A Quieting Response (QR)

The first time you practice QR, you may want to have another person coach you with the instructions.

To Practice QR:

  1. Sit comfortably, feet flat on the floor, hands relaxed on your thighs.
  2. Close your eyes and keep them closed for the next minute.
  3. Take a deep breath, hold it, and make a fist with your dominant hand.
  4. Exhale slowly as you imagine a horizontal line or zone of relaxation on your chest.
  5. While you exhale slowly, imagine the line move down your body, from chest to belly, to thighs, legs, ankles, to feet. As you exhale, gradually relax your fist.
  6. That’s it. Sit quietly for a moment, feel your body. Now, try it again, just once or twice.

Do not expect immediate results. Results require practice. Fortunately, this is not nearly as hard as learning to play the violin, which requires years of daily practice.

When you have practiced QR for a while you may notice your feet tingling, a hallmark of relaxed feet.

How Does QR Work?

Life is rhythmic. There are several intrinsic rhythms that regulate the human body. Each is based on a repetitive cycle of tension-relaxational, tension-relaxation. The most obvious rhythm is the heartbeat. The heart is a muscle, and when it contracts (tension) blood is pushed out into the arteries of the body to supply oxygen and nutrition.

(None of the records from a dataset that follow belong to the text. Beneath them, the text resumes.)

use bytes::Bytes;

/// 帧头部的固定长度（字节）。
pub const HEADER_LENGTH: usize = 16;

/// 帧头部字段。
///
/// `body_len` 由 [`ProtoFrame`] 在构造时根据负载自动填写，调用方无需手动维护。
#[derive(Clone, Copy, Debug, Default, PartialEq, Eq, Hash)]
pub struct FrameHeader {
    /// 命令号。
    pub cmd_id: u32,
    /// 请求序列号，用于匹配请求与响应。
    pub seq_id: u32,
    /// 负载长度。
    pub body_len: u32,
    /// 命令类型。
    pub cmd_type: u8,
    /// 负载类型标签，对应 marshal 注册表中的类型号。
    pub body_type: u8,
    /// 状态码。
    pub code: u8,
    /// 存活跳数。
    pub ttl: u8,
}

impl FrameHeader {
    /// 以命令号与序列号构造头部，其余字段置零。
    pub const fn new(cmd_id: u32, seq_id: u32) -> Self {
        Self {
            cmd_id,
            seq_id,
            body_len: 0,
            cmd_type: 0,
            body_type: 0,
            code: 0,
            ttl: 0,
        }
    }
}

/// 一帧完整的协议消息：头部 + 负载。
///
/// # 教案式说明
/// - **契约 (What)**：`header().body_len` 恒等于 `body().len()`；
/// - **心跳帧**：所有头部字段为零且负载为空，见 [`ProtoFrame::heartbeat`]。
#[derive(Clone, Debug, PartialEq, Eq)]
pub struct ProtoFrame {
    header: FrameHeader,
    body: Bytes,
}

impl ProtoFrame {
    /// 构造帧，并以负载长度覆盖头部中的 `body_len`。
    ///
    /// 负载长度超过 `u32::MAX` 时截断为 `u32::MAX`，编码阶段会因超过帧长上限被拒绝。
    pub fn new(mut header: FrameHeader, body: impl Into<Bytes>) -> Self {
        let body = body.into();
        header.body_len = u32::try_from(body.len()).unwrap_or(u32::MAX);
        Self { header, body }
    }

    /// 心跳帧。
    pub fn heartbeat() -> Self {
        Self {
            header: FrameHeader::default(),
            body: Bytes::new(),
        }
    }

    /// 判断是否为心跳帧。
    pub fn is_heartbeat(&self) -> bool {
        self.header == FrameHeader::default() && self.body.is_empty()
    }

    /// 头部。
    pub fn header(&self) -> &FrameHeader {
        &self.header
    }

    /// 负载。
    pub fn body(&self) -> &Bytes {
        &self.body
    }

    /// 编码后的总长度。
    pub fn encoded_len(&self) -> usize {
        HEADER_LENGTH + self.body.len()
    }

    /// 拆解为头部与负载。
    pub fn into_parts(self) -> (FrameHeader, Bytes) {
        (self.header, self.body)
    }

    pub(crate) fn from_wire(header: FrameHeader, body: Bytes) -> Self {
        Self { header, body }
    }
}
use std::io;
use std::time::Duration;

use thiserror::Error;

use crate::channel::ChannelId;
use spark_codec_frame::FrameError;

/// 传输层错误。
///
/// # 教案级注释
///
/// ## 意图（Why）
/// - 上层需要区分“可以重试”的网络故障与“重试也无意义”的配置错误；
/// - 每个变体携带稳定错误码，日志与告警按码聚合而非按文案。
///
/// ## 契约说明（What）
/// - [`TransportError::code`] 返回 `spark.transport.*` 命名空间下的稳定字符串；
/// - [`TransportError::is_retryable`] 对建连失败、超时与 IO 故障返回 `true`。
#[derive(Debug, Error)]
#[non_exhaustive]
pub enum TransportError {
    /// 建连失败。
    #[error("connect to {address} failed: {source}")]
    ConnectFailed {
        /// 远端地址。
        address: String,
        /// 底层 IO 错误。
        #[source]
        source: io::Error,
    },
    /// 建连超时。
    #[error("connect to {address} timed out after {timeout:?}")]
    ConnectTimeout {
        /// 远端地址。
        address: String,
        /// 超时阈值。
        timeout: Duration,
    },
    /// 地址无法解析。
    #[error("invalid address `{address}`")]
    InvalidAddress {
        /// 原始输入。
        address: String,
    },
    /// 通道已关闭。
    #[error("channel {id} is closed")]
    ChannelClosed {
        /// 通道标识。
        id: ChannelId,
    },
    /// 定时器已停止。
    #[error("timer has been stopped")]
    TimerStopped,
    /// 分帧失败。
    #[error(transparent)]
    Frame(#[from] FrameError),
    /// 其他 IO 故障。
    #[error("{operation} failed: {source}")]
    Io {
        /// 操作名。
        operation: &'static str,
        /// 底层 IO 错误。
        #[source]
        source: io::Error,
    },
}

impl TransportError {
    /// 稳定错误码。
    pub fn code(&self) -> &'static str {
        match self {
            TransportError::ConnectFailed { .. } => "spark.transport.connect_failed",
            TransportError::ConnectTimeout { .. } => "spark.transport.connect_timeout",
            TransportError::InvalidAddress { .. } => "spark.transport.invalid_address",
            TransportError::ChannelClosed { .. } => "spark.transport.channel_closed",
            TransportError::TimerStopped => "spark.transport.timer_stopped",
            TransportError::Frame(err) => err.code(),
            TransportError::Io { .. } => "spark.transport.io_failed",
        }
    }

    /// 是否值得重试。
    pub fn is_retryable(&self) -> bool {
        matches!(
            self,
            TransportError::ConnectFailed { .. }
                | TransportError::ConnectTimeout { .. }
                | TransportError::Io { .. }
        )
    }
}

#[cfg(test)]
mod tests {
    use super::*;

    #[test]
    fn codes_and_retry_policy() {
        let refused = TransportError::ConnectFailed {
            address: "127.0.0.1:1".into(),
            source: io::Error::from(io::ErrorKind::ConnectionRefused),
        };
        assert_eq!(refused.code(), "spark.transport.connect_failed");
        assert!(refused.is_retryable());

        let frame = TransportError::from(FrameError::FrameTooLarge { length: 9, max: 8 });
        assert_eq!(frame.code(), "spark.codec.frame.too_large");
        assert!(!frame.is_retryable());
        assert!(!TransportError::TimerStopped.is_retryable());
    }
}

When the heart muscle relaxes in the second part of the cycle, veins fill the heart with oxygenated blood coming from the lungs. At rest, the heart may beat 60-70 cycles per minute. During exercise, or during a fight-or-flight response the rate may double. Simply telling the heart to slow down doesn't work.

The rhythm we can consciously control is our breathing. This is another muscular tension-relaxation cycle. We breathe in by:

  1. contracting and flattening the internal sheet of muscle called the diaphragm
  2. by contracting the small muscles that connect our ribs.

These actions increase the volume of the chest and lungs, and air rushes in. When we relax the same muscles, air is pushed out. When we are at rest, we may breathe at the rate of 10 cycles per minute. When we are exercising or anxious the rate may double. Slowing our rate of breathing is relaxing. Controlling, monitoring, and slowing the breath is a core element of QR, as it is of yoga and meditation. The mantra: Follow the breath.

Over the last 30 years I have taught this exercise to hundreds of my anxious patients. Some found it to have no value; they preferred to take a Xanax. But patients who did not like taking medicine were likely to make the effort. I was gratified each time a patient told me that the effort to be more in control of their body and mind paid off.

References

[1] I am indebted to all my teachers of meditation, hypnosis, and self-hypnosis, especially Herbert Benson MD, Professor of Cardiology at Harvard University and founder of the Mind-Body Institute at Massachusetts General Hospital. His large body of work on The Relaxation Response has been invaluable and influential.